Optimizing performance with advanced simulation platforms
Simulation has become an essential capability for managing the complexity of modern data centers, and the Lab’s tools are widely deployed in industry. Meta uses the Lab’s Modelica Buildings Library—an open-source collection of dynamic simulation models—to optimize energy and water use across its facilities. Carrier applies Modelica models to operate co-located data centers and design cooling systems for hyperscale environments.
The Lab is also collaborating with the University of Maryland on MOSTCOOL (Multi-Objective Simulation Tool for Cooling Optimization and Operational Longevity), developed under the ARPA-E COOLERCHIPS program. MOSTCOOL integrates power, thermal, and reliability modeling to optimize data center design and operation, using the EnergyPlus engine to simulate cooling systems and waste heat recovery strategies.
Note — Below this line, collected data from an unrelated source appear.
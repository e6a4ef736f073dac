//! TCP transport over `std::net`.
//!
//! Listeners run non-blocking so accept polls return promptly; accepted
//! and outbound streams get TCP_NODELAY plus a small read timeout so
//! every read stays bounded by the spin interval.

use std::io::{self, Read, Write};
use std::net::{SocketAddr, TcpListener, TcpStream, ToSocketAddrs};
use std::sync::atomic::{AtomicBool, Ordering};
use std::sync::Arc;
use std::time::{Duration, Instant};

use parking_lot::Mutex;
use socket2::{Domain, Socket, Type};
use spoke_wire::Endpoint;
use tracing::warn;

use crate::config::{CONNECT_TIMEOUT, IO_TIMEOUT, LISTEN_BACKLOG, POLL_INTERVAL};
use crate::transport::{Client, ClientFactory, Connection, Server, ServerFactory};

/// Factory bundle for the TCP transport.
pub struct TcpTransport;

impl TcpTransport {
    #[must_use]
    pub fn server_factory() -> ServerFactory {
        Arc::new(|endpoint: &Endpoint| -> Box<dyn Server> { Box::new(TcpServer::bind(endpoint)) })
    }

    #[must_use]
    pub fn client_factory() -> ClientFactory {
        Arc::new(|| -> Box<dyn Client> { Box::new(TcpClient::new()) })
    }
}

fn resolve(endpoint: &Endpoint) -> io::Result<SocketAddr> {
    (endpoint.address.as_str(), endpoint.port)
        .to_socket_addrs()?
        .next()
        .ok_or_else(|| {
            io::Error::new(
                io::ErrorKind::AddrNotAvailable,
                format!("no address for {endpoint}"),
            )
        })
}

fn configure_stream(stream: &TcpStream) -> io::Result<()> {
    // Some platforms hand accepted sockets the listener's non-blocking
    // mode; reads here are bounded by timeout instead.
    stream.set_nonblocking(false)?;
    stream.set_nodelay(true)?;
    stream.set_read_timeout(Some(IO_TIMEOUT))?;
    stream.set_write_timeout(Some(IO_TIMEOUT))
}

/// Non-blocking TCP listener.
pub struct TcpServer {
    endpoint: Endpoint,
    listener: Option<TcpListener>,
    pending: Mutex<Option<TcpStream>>,
}

impl TcpServer {
    /// Bind the endpoint. A failed bind yields a server whose `ok()` is
    /// false; the owning component shuts itself down.
    #[must_use]
    pub fn bind(endpoint: &Endpoint) -> Self {
        let listener = match Self::try_bind(endpoint) {
            Ok(listener) => Some(listener),
            Err(e) => {
                warn!(%endpoint, error = %e, "tcp bind failed");
                None
            }
        };
        Self {
            endpoint: endpoint.clone(),
            listener,
            pending: Mutex::new(None),
        }
    }

    fn try_bind(endpoint: &Endpoint) -> io::Result<TcpListener> {
        let addr = resolve(endpoint)?;
        // SO_REUSEADDR so a restarted hub can rebind without waiting
        // out TIME_WAIT.
        let socket = Socket::new(Domain::for_address(addr), Type::STREAM, None)?;
        socket.set_reuse_address(true)?;
        socket.bind(&addr.into())?;
        socket.listen(LISTEN_BACKLOG)?;
        let listener: TcpListener = socket.into();
        listener.set_nonblocking(true)?;
        Ok(listener)
    }

    fn poll_accept(&self) -> bool {
        let mut pending = self.pending.lock();
        if pending.is_some() {
            return true;
        }
        let Some(listener) = &self.listener else {
            return false;
        };
        match listener.accept() {
            Ok((stream, _)) => {
                *pending = Some(stream);
                true
            }
            Err(e) if e.kind() == io::ErrorKind::WouldBlock => false,
            Err(e) => {
                warn!(endpoint = %self.endpoint, error = %e, "tcp accept failed");
                false
            }
        }
    }
}

impl Server for TcpServer {
    fn ok(&self) -> bool {
        self.listener.is_some()
    }

    fn wait_for_accept(&self, timeout: Duration) -> bool {
        let deadline = Instant::now() + timeout;
        loop {
            if self.poll_accept() {
                return true;
            }
            if timeout.is_zero() || Instant::now() >= deadline {
                return false;
            }
            std::thread::sleep(POLL_INTERVAL);
        }
    }

    fn accept(&self) -> Option<Box<dyn Connection>> {
        if !self.poll_accept() {
            return None;
        }
        let stream = self.pending.lock().take()?;
        if let Err(e) = configure_stream(&stream) {
            warn!(endpoint = %self.endpoint, error = %e, "tcp stream setup failed");
            return None;
        }
        Some(Box::new(TcpConnection { stream }))
    }

    fn endpoint(&self) -> &Endpoint {
        &self.endpoint
    }
}

/// An accepted TCP stream with bounded reads.
pub struct TcpConnection {
    stream: TcpStream,
}

impl Connection for TcpConnection {
    fn read(&self, buf: &mut [u8]) -> io::Result<usize> {
        (&self.stream).read(buf)
    }

    fn write(&self, buf: &[u8]) -> io::Result<usize> {
        (&self.stream).write(buf)
    }
}

/// An outbound TCP connection.
pub struct TcpClient {
    stream: Mutex<Option<TcpStream>>,
    nonblocking: AtomicBool,
}

impl TcpClient {
    #[must_use]
    pub fn new() -> Self {
        Self {
            stream: Mutex::new(None),
            nonblocking: AtomicBool::new(false),
        }
    }
}

impl Default for TcpClient {
    fn default() -> Self {
        Self::new()
    }
}

impl Connection for TcpClient {
    fn read(&self, buf: &mut [u8]) -> io::Result<usize> {
        match &*self.stream.lock() {
            Some(stream) => (&*stream).read(buf),
            None => Err(io::ErrorKind::NotConnected.into()),
        }
    }

    fn write(&self, buf: &[u8]) -> io::Result<usize> {
        match &*self.stream.lock() {
            Some(stream) => (&*stream).write(buf),
            None => Err(io::ErrorKind::NotConnected.into()),
        }
    }
}

impl Client for TcpClient {
    fn connect(&self, endpoint: &Endpoint) -> io::Result<()> {
        let addr = resolve(endpoint)?;
        let stream = TcpStream::connect_timeout(&addr, CONNECT_TIMEOUT)?;
        stream.set_nodelay(true)?;
        if self.nonblocking.load(Ordering::Relaxed) {
            stream.set_nonblocking(true)?;
        } else {
            stream.set_read_timeout(Some(IO_TIMEOUT))?;
            stream.set_write_timeout(Some(IO_TIMEOUT))?;
        }
        *self.stream.lock() = Some(stream);
        Ok(())
    }

    fn set_nonblocking(&self, nonblocking: bool) -> io::Result<()> {
        self.nonblocking.store(nonblocking, Ordering::Relaxed);
        if let Some(stream) = &*self.stream.lock() {
            stream.set_nonblocking(nonblocking)?;
        }
        Ok(())
    }

    fn is_connected(&self) -> bool {
        match &*self.stream.lock() {
            Some(stream) => match stream.peek(&mut [0u8; 1]) {
                Ok(0) => false,
                Ok(_) => true,
                Err(e) => e.kind() == io::ErrorKind::WouldBlock,
            },
            None => false,
        }
    }

    fn is_readable(&self) -> bool {
        match &*self.stream.lock() {
            Some(stream) => matches!(stream.peek(&mut [0u8; 1]), Ok(n) if n > 0),
            None => false,
        }
    }
}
Preparing the workforce and infrastructure for sustained growth
Finally, Berkeley Lab is supporting long-term industry readiness through education, standards development, and stakeholder engagement. Its Data Center Energy Practitioner Training Program equips engineers and operators with current best practices across IT equipment, air management, cooling, and electrical systems, with curriculum updates informed by ongoing industry consultation.
In October, nearly 150 industry professionals participated in a the Lab–hosted listening session with BP Castrol at the 2025 Open Compute Project Global Summit. Discussions focused on high-density power delivery, advanced cooling for AI hardware, and evolving equipment selection practices. The insights gathered will feed directly into updated national energy models and future research priorities.
As AI and cloud workloads continue to scale, Berkeley Lab’s work is helping ensure that the physical infrastructure underpinning the digital economy evolves with equal sophistication – balancing performance, efficiency, reliability, and grid integration at every level of the stack.